Nous avons également testé le même cocktail d'ARNsi dans trois formats supplémentaires : des ARNsi chimiquement modifiés administrés par voie intranasale (variation #1 ; Fig. 7 supplémentaire), les mêmes ARNsi modifiés chimiquement administrés par nébulisation (variation #2) et des ARNsi nus administrés par nébulisation (variation # 3) (Méthodes). Les variations de traitement n ° 1 et n ° 2 ont toutes deux montré une réduction significative de la charge virale pulmonaire (variation plongeante n ° 1 <0, 001; variation plongeante n ° 2 <0, 001; test d'hypothèse bootstrap et ajustement de Bonferroni) (Fig. 8a supplémentaire). De plus, nous avons constaté une réduction plus faible mais significative de la charge virale des narines (variation plung # 1 <0, 001; variation plung # 2 < 0, 05; test d'hypothèse bootstrap et ajustement de Bonferroni) (Fig. 8b supplémentaire). Cependant, aucune de ces variations n'a protégé contre la perte de poids mesurée au jour 5 (Fig. 8c supplémentaire), ce qui suggère qu'elles peuvent afficher une pharmacocinétique plus lente que le bras de traitement principal ou induire un défi de tolérance.

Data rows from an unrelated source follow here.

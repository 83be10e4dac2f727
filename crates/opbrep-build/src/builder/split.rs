//! Splitting the operands: vertices on DS points, edge parts between
//! paves, section edges on DS curves and face parts.

use rayon::prelude::*;

use opbrep_algo::uv::UvPosition;
use opbrep_algo::{compute_vv, is_micro_edge, AlertKind};
use opbrep_ds::CurveId;
use opbrep_geom::CurveRef;
use opbrep_topo::builder::{make_edge, make_vertex};
use opbrep_topo::tool::{edge_curve, edge_mid_point, edge_range, edge_tangent, edge_vertices};
use opbrep_topo::{explore, Orientation, Shape, ShapeType, State, TopoError};

use super::{point_state, Builder};
use crate::error::BuildError;
use crate::face_builder::FaceBuilder;
use crate::pave::PaveSet;
use crate::shape_set::WireEdgeSet;

/// Parameter gap under which a curve piece is empty.
const PARAM_TOL: f64 = 1e-9;

fn pool_key(v1: &Shape, v2: &Shape) -> (usize, usize) {
    let (a, b) = (v1.entity_id(), v2.entity_id());
    (a.min(b), a.max(b))
}

impl Builder {
    /// Vertex standing for `v` in the result: the coincident vertex of the
    /// first operand for vertices of the second, else `v`.
    pub(super) fn vertex_image(&self, v: &Shape) -> Shape {
        self.session
            .vertex_images
            .get(v)
            .cloned()
            .unwrap_or_else(|| v.oriented(Orientation::Forward))
    }

    /// Unify coincident operand vertices and give every DS point a vertex.
    pub(crate) fn build_vertices(&mut self) {
        let v1s = self.ds.shapes_of(ShapeType::Vertex, 1);
        for v2 in self.ds.shapes_of(ShapeType::Vertex, 2) {
            if let Some(v1) = v1s.iter().find(|v1| compute_vv(v1, &v2, self.config.fuzzy) == 0) {
                self.session.vertex_images.insert(v2.clone(), v1.oriented(Orientation::Forward));
            }
        }

        let mut built = Vec::new();
        for (id, p) in self.ds.points() {
            let origin = p
                .origins
                .iter()
                .find(|o| self.ds.rank(o) == 1)
                .or_else(|| p.origins.first());
            let v = match origin {
                Some(o) => self.vertex_image(o),
                None => make_vertex(p.position, p.tolerance),
            };
            built.push((id, v));
        }
        for (id, v) in built {
            self.session.vertices.insert(id, v);
        }
        debug_bool!("vertices: {} DS points", self.session.vertices.len());
    }

    /// Pave set of `edge` with its end vertices replaced by their images.
    /// The flag is true when an end vertex changed.
    fn pave_set(&self, edge: &Shape) -> Option<(PaveSet, bool)> {
        let mut ps = PaveSet::new(edge)?;
        let (v1, v2) = edge_vertices(edge)?;
        let (i1, i2) = (self.vertex_image(&v1), self.vertex_image(&v2));
        let moved = !i1.is_same(&v1) || !i2.is_same(&v2);
        ps.set_end_vertex(true, &i1);
        ps.set_end_vertex(false, &i2);
        for (t, point) in self.ds.edge_paves(edge) {
            if let Some(v) = self.session.vertices.get(point) {
                ps.append(t, v);
            }
        }
        ps.sort_and_merge();
        Some((ps, moved))
    }

    /// Split every operand edge at its paves and classify the parts
    /// against the other operand.
    pub(crate) fn build_edges(&mut self) -> Result<(), BuildError> {
        for rank in [1u8, 2] {
            let mut parts: Vec<(Shape, Shape)> = Vec::new();
            for e in self.ds.shapes_of(ShapeType::Edge, rank) {
                self.check()?;
                let e = e.oriented(Orientation::Forward);
                let Some((ps, moved)) = self.pave_set(&e) else {
                    tracing::warn!(?e, "edge without curve or vertices skipped");
                    continue;
                };
                let pieces = if ps.is_unsplit() && !moved {
                    self.register_edge(&e);
                    vec![e.clone()]
                } else {
                    self.make_edges(&ps)?
                };
                for p in pieces {
                    if is_micro_edge(&p) {
                        self.report
                            .add_warning(AlertKind::DegeneratedSplit, "edge part smaller than its tolerance", vec![p]);
                        continue;
                    }
                    parts.push((e.clone(), p));
                }
            }
            let states = self.classify_edge_parts(&parts, Self::other_rank(rank));
            for ((e, p), st) in parts.into_iter().zip(states) {
                self.add_split(&e, st, p);
            }
        }
        Ok(())
    }

    fn classify_edge_parts(&self, parts: &[(Shape, Shape)], other_rank: u8) -> Vec<State> {
        let Some(other) = self.ds.operand(other_rank) else {
            return vec![State::Unknown; parts.len()];
        };
        let classifier = self.session.classifier;
        let ctx = &self.ctx;
        let tol = self.config.tolerance();
        let state = |item: &(Shape, Shape)| match edge_mid_point(&item.1) {
            Some(m) => point_state(&classifier, ctx, &m, other, tol.max(item.1.tolerance())),
            None => State::Unknown,
        };
        let states: Vec<State> = if self.config.parallel {
            parts.par_iter().map(&state).collect()
        } else {
            parts.iter().map(&state).collect()
        };
        states
            .into_iter()
            .zip(parts)
            .map(|(st, (_, p))| self.known_state(st, p))
            .collect()
    }

    /// `st`, or `Out` with a warning when unknown.
    pub(super) fn known_state(&self, st: State, part: &Shape) -> State {
        if st == State::Unknown {
            self.report
                .add_warning(AlertKind::UnableToClassify, "part classified Out", vec![part.clone()]);
            State::Out
        } else {
            st
        }
    }

    fn register_edge(&mut self, e: &Shape) {
        let Some((v1, v2)) = edge_vertices(e) else {
            return;
        };
        let list = self.session.edge_pool.entry(pool_key(&v1, &v2)).or_default();
        if !list.iter().any(|x| x.is_same(e)) {
            list.push(e.oriented(Orientation::Forward));
        }
    }

    /// Edge on `curve` from `v1` at `t1` to `v2` at `t2`. An edge already
    /// built between the same vertices through the same middle point is
    /// reused, oriented along the curve.
    pub(super) fn pooled_edge(&mut self, curve: &CurveRef, t1: f64, t2: f64, v1: &Shape, v2: &Shape, tol: f64) -> Result<Shape, TopoError> {
        let key = pool_key(v1, v2);
        let tm = 0.5 * (t1 + t2);
        let (mid, dir) = (curve.evaluate(tm), curve.tangent(tm));
        if let Some(list) = self.session.edge_pool.get(&key) {
            for e in list {
                let Some(m) = edge_mid_point(e) else {
                    continue;
                };
                if (m - mid).norm() > tol + e.tolerance() {
                    continue;
                }
                let along = if v1.is_same(v2) {
                    edge_range(e)
                        .and_then(|(f, l)| edge_tangent(e, 0.5 * (f + l)))
                        .is_some_and(|d| d.dot(&dir) > 0.0)
                } else {
                    edge_vertices(e).is_some_and(|(a, _)| a.is_same(v1))
                };
                return Ok(if along { e.clone() } else { e.reversed() });
            }
        }
        let e = make_edge(curve.clone(), t1, t2, v1, v2, tol)?;
        self.session.edge_pool.entry(key).or_default().push(e.clone());
        Ok(e)
    }

    /// Edges between consecutive paves of `ps`, relative to its edge taken
    /// Forward.
    pub fn make_edges(&mut self, ps: &PaveSet) -> Result<Vec<Shape>, BuildError> {
        let Some((curve, _, _)) = edge_curve(ps.edge()) else {
            return Ok(Vec::new());
        };
        let tol = ps.edge().tolerance();
        let mut out = Vec::new();
        for (a, b) in ps.intervals() {
            out.push(self.pooled_edge(&curve, a.parameter, b.parameter, &a.vertex, &b.vertex, tol)?);
        }
        Ok(out)
    }

    /// Section edges between consecutive points of every DS curve.
    pub(crate) fn build_curve_edges(&mut self) -> Result<(), BuildError> {
        let ids: Vec<CurveId> = self.ds.curves().map(|(id, _)| id).collect();
        for id in ids {
            self.check()?;
            let Some(c) = self.ds.curve(id).cloned() else {
                continue;
            };
            let mut edges = Vec::new();
            for w in c.points.windows(2) {
                let ((ta, pa), (tb, pb)) = (w[0], w[1]);
                if tb - ta <= PARAM_TOL {
                    continue;
                }
                let (Some(va), Some(vb)) = (self.session.vertices.get(pa).cloned(), self.session.vertices.get(pb).cloned())
                else {
                    continue;
                };
                let e = self.pooled_edge(&c.curve, ta, tb, &va, &vb, c.tolerance)?;
                if is_micro_edge(&e) {
                    continue;
                }
                edges.push(e);
            }
            debug_bool!("curve {:?}: {} section edges", id, edges.len());
            self.session.curve_edges.insert(id, edges);
        }
        Ok(())
    }

    // ==== faces ====

    /// All parts of `edge`, composed with its orientation.
    pub(super) fn edge_parts(&self, edge: &Shape) -> Vec<Shape> {
        let o = edge.orientation();
        self.all_splits(edge).iter().map(|p| p.composed(o)).collect()
    }

    pub(super) fn is_edge_modified(&self, edge: &Shape) -> bool {
        let parts = self.all_splits(edge);
        !(parts.len() == 1 && parts[0].is_equal(&edge.oriented(Orientation::Forward)))
    }

    /// Split `face` along its section edges and classify the parts against
    /// the other operand. Faces split already are skipped.
    pub fn make_faces(&mut self, face: &Shape) -> Result<(), BuildError> {
        let f = face.oriented(Orientation::Forward);
        if self.session.splits.contains(&f) {
            return Ok(());
        }
        let tol = self.config.tolerance().max(f.tolerance());
        let curves = self.ds.face_curves(&f);
        let boundary = explore(&f, ShapeType::Edge);
        let modified = boundary.iter().any(|e| self.is_edge_modified(e));

        let parts = if curves.is_empty() && !modified {
            vec![f.clone()]
        } else {
            let Some(mut wes) = WireEdgeSet::new(&f) else {
                tracing::warn!(?f, "face without surface skipped");
                return Ok(());
            };
            for e in &boundary {
                for p in self.edge_parts(e) {
                    wes.add_start_element(&p);
                }
            }
            for id in curves {
                for ce in self.new_edges(id) {
                    let on_boundary = !boundary.iter().any(|b| b.is_same(ce))
                        && edge_mid_point(ce).is_some_and(|m| self.ctx.position_in_face(&m, &f, tol) == UvPosition::Boundary);
                    if !on_boundary {
                        wes.add_section_element(ce);
                    }
                }
            }
            FaceBuilder::new(&wes, f.tolerance()).build(&self.report)?
        };

        let rank = self.ds.rank(face);
        let other = self.ds.operand(Self::other_rank(rank)).cloned();
        for p in parts {
            let st = match (&other, self.ctx.point_in_face(&p)) {
                (Some(o), Some((_, q))) => point_state(&self.session.classifier, &self.ctx, &q, o, tol),
                _ => State::Unknown,
            };
            let st = self.known_state(st, &p);
            debug_bool!("  face part of {:?}: {:?}", f, st);
            self.add_split(&f, st, p);
        }
        Ok(())
    }

    /// Split every face of both operands.
    pub(crate) fn split_faces(&mut self) -> Result<(), BuildError> {
        if self.session.faces_split {
            return Ok(());
        }
        for rank in [1u8, 2] {
            for f in self.ds.shapes_of(ShapeType::Face, rank) {
                self.check()?;
                self.make_faces(&f)?;
            }
        }
        self.session.faces_split = true;
        Ok(())
    }
}

#[cfg(test)]
mod tests {
    use super::*;
    use crate::config::BuildConfig;
    use approx::assert_relative_eq;
    use opbrep_algo::Context;
    use opbrep_ds::{DataStructure, Filler};
    use opbrep_math::Point3;
    use opbrep_primitives::make_box;
    use opbrep_topo::tool::edge_length;

    fn performed(s1: &Shape, s2: &Shape) -> Builder {
        let mut b = Builder::new(BuildConfig::default());
        let mut ds = DataStructure::new();
        Filler::new(b.context()).perform(&mut ds, s1, s2).unwrap();
        b.perform(ds, s1, s2).unwrap();
        b
    }

    #[test]
    fn test_edge_parts_cover_the_edge() {
        let a = make_box(Point3::origin(), 1.0, 1.0, 1.0).unwrap();
        let b = make_box(Point3::new(0.5, 0.25, 0.25), 1.0, 0.5, 0.5).unwrap();
        let builder = performed(&a, &b);
        let mut split_any = false;
        for e in builder.data_structure().shapes_of(ShapeType::Edge, 2) {
            let parts = builder.all_splits(&e);
            assert!(!parts.is_empty());
            split_any |= parts.len() > 1;
            let total: f64 = parts.iter().map(edge_length).sum();
            assert_relative_eq!(total, edge_length(&e), epsilon = 1e-9);
        }
        assert!(split_any);
    }

    #[test]
    fn test_coincident_vertices_are_unified() {
        let a = make_box(Point3::origin(), 1.0, 1.0, 1.0).unwrap();
        let b = make_box(Point3::new(1.0, 0.0, 0.0), 1.0, 1.0, 1.0).unwrap();
        let builder = performed(&a, &b);
        let shared = builder
            .data_structure()
            .shapes_of(ShapeType::Vertex, 2)
            .iter()
            .filter(|v| !builder.vertex_image(v).is_same(v))
            .count();
        assert_eq!(shared, 4);
    }

    #[test]
    fn test_face_parts_are_classified() {
        let a = make_box(Point3::origin(), 1.0, 1.0, 1.0).unwrap();
        let b = make_box(Point3::new(0.5, -1.0, -1.0), 2.0, 3.0, 3.0).unwrap();
        let mut builder = performed(&a, &b);
        builder.split_faces().unwrap();
        let ctx = Context::new();
        let mut ins = 0;
        let mut outs = 0;
        for f in builder.data_structure().shapes_of(ShapeType::Face, 1) {
            for p in builder.splits(&f, State::In) {
                let (_, q) = ctx.point_in_face(p).unwrap();
                assert!(q.x > 0.5);
                ins += 1;
            }
            for p in builder.splits(&f, State::Out) {
                let (_, q) = ctx.point_in_face(p).unwrap();
                assert!(q.x < 0.5);
                outs += 1;
            }
        }
        // Four side faces split in two, plus the two end faces.
        assert_eq!(ins, 5);
        assert_eq!(outs, 5);
    }
}
//! Warning and failure alerts collected during an operation.

use std::sync::Mutex;

use opbrep_topo::Shape;
use serde::Serialize;

/// Severity of an alert.
#[derive(Debug, Clone, Copy, PartialEq, Eq, Serialize)]
pub enum Gravity {
    /// The operation went on; the result may be degraded.
    Warning,
    /// The operation could not complete.
    Fail,
}

/// What an alert is about.
#[derive(Debug, Clone, Copy, PartialEq, Eq, Hash, Serialize)]
pub enum AlertKind {
    /// The orientation of a split relative to its original could not be decided.
    UnableToOrientTheShape,
    /// A split part was degenerate and was dropped.
    DegeneratedSplit,
    /// A part could not be classified against the other operand.
    UnableToClassify,
    /// Two surfaces whose intersection is not supported.
    UnsupportedIntersection,
    /// A face could not be rebuilt from its edges.
    UnableToBuildFace,
    /// The operation was cancelled by the caller.
    UserBreak,
}

/// One recorded alert.
#[derive(Debug, Clone, Serialize)]
pub struct Alert {
    /// Severity.
    pub gravity: Gravity,
    /// Category.
    pub kind: AlertKind,
    /// Human-readable details.
    pub message: String,
    /// Shapes involved.
    #[serde(skip)]
    pub shapes: Vec<Shape>,
}

/// Ordered, thread-safe list of alerts.
#[derive(Debug, Default)]
pub struct Report {
    alerts: Mutex<Vec<Alert>>,
}

impl Report {
    /// Empty report.
    pub fn new() -> Self {
        Self::default()
    }

    /// Record an alert.
    pub fn add(&self, gravity: Gravity, kind: AlertKind, message: impl Into<String>, shapes: Vec<Shape>) {
        let message = message.into();
        match gravity {
            Gravity::Warning => tracing::warn!(?kind, %message, "alert"),
            Gravity::Fail => tracing::error!(?kind, %message, "alert"),
        }
        let mut alerts = self.alerts.lock().unwrap_or_else(|p| p.into_inner());
        alerts.push(Alert {
            gravity,
            kind,
            message,
            shapes,
        });
    }

    /// Record a warning.
    pub fn add_warning(&self, kind: AlertKind, message: impl Into<String>, shapes: Vec<Shape>) {
        self.add(Gravity::Warning, kind, message, shapes);
    }

    /// Snapshot of the alerts in insertion order.
    pub fn alerts(&self) -> Vec<Alert> {
        self.alerts.lock().unwrap_or_else(|p| p.into_inner()).clone()
    }

    /// True if an alert of `kind` was recorded.
    pub fn has_alert(&self, kind: AlertKind) -> bool {
        self.alerts
            .lock()
            .unwrap_or_else(|p| p.into_inner())
            .iter()
            .any(|a| a.kind == kind)
    }

    /// True if any failure was recorded.
    pub fn has_fail(&self) -> bool {
        self.alerts
            .lock()
            .unwrap_or_else(|p| p.into_inner())
            .iter()
            .any(|a| a.gravity == Gravity::Fail)
    }

    /// Forget all alerts.
    pub fn clear(&self) {
        self.alerts.lock().unwrap_or_else(|p| p.into_inner()).clear();
    }

    /// Serialize the alerts as a JSON array.
    pub fn to_json(&self) -> serde_json::Result<String> {
        serde_json::to_string(&self.alerts())
    }
}

#[cfg(test)]
mod tests {
    use super::*;

    #[test]
    fn test_report_json() {
        let r = Report::new();
        assert!(!r.has_alert(AlertKind::UnableToOrientTheShape));
        r.add_warning(AlertKind::UnableToOrientTheShape, "no point", Vec::new());
        assert!(r.has_alert(AlertKind::UnableToOrientTheShape));
        assert!(!r.has_fail());
        let json = r.to_json().unwrap();
        let v: serde_json::Value = serde_json::from_str(&json).unwrap();
        assert_eq!(v[0]["kind"], "UnableToOrientTheShape");
        assert_eq!(v[0]["gravity"], "Warning");
        r.clear();
        assert!(r.alerts().is_empty());
    }
}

Pris ensemble, nos résultats montrent que le traitement par siARN peut protéger efficacement les voies respiratoires supérieures contre l'infection par le SRAS-CoV-2, atténuant considérablement l'infection, comme en témoignent les mesures de la charge virale et les manifestations cliniques illustrées de manière prototypique par la perte de poids.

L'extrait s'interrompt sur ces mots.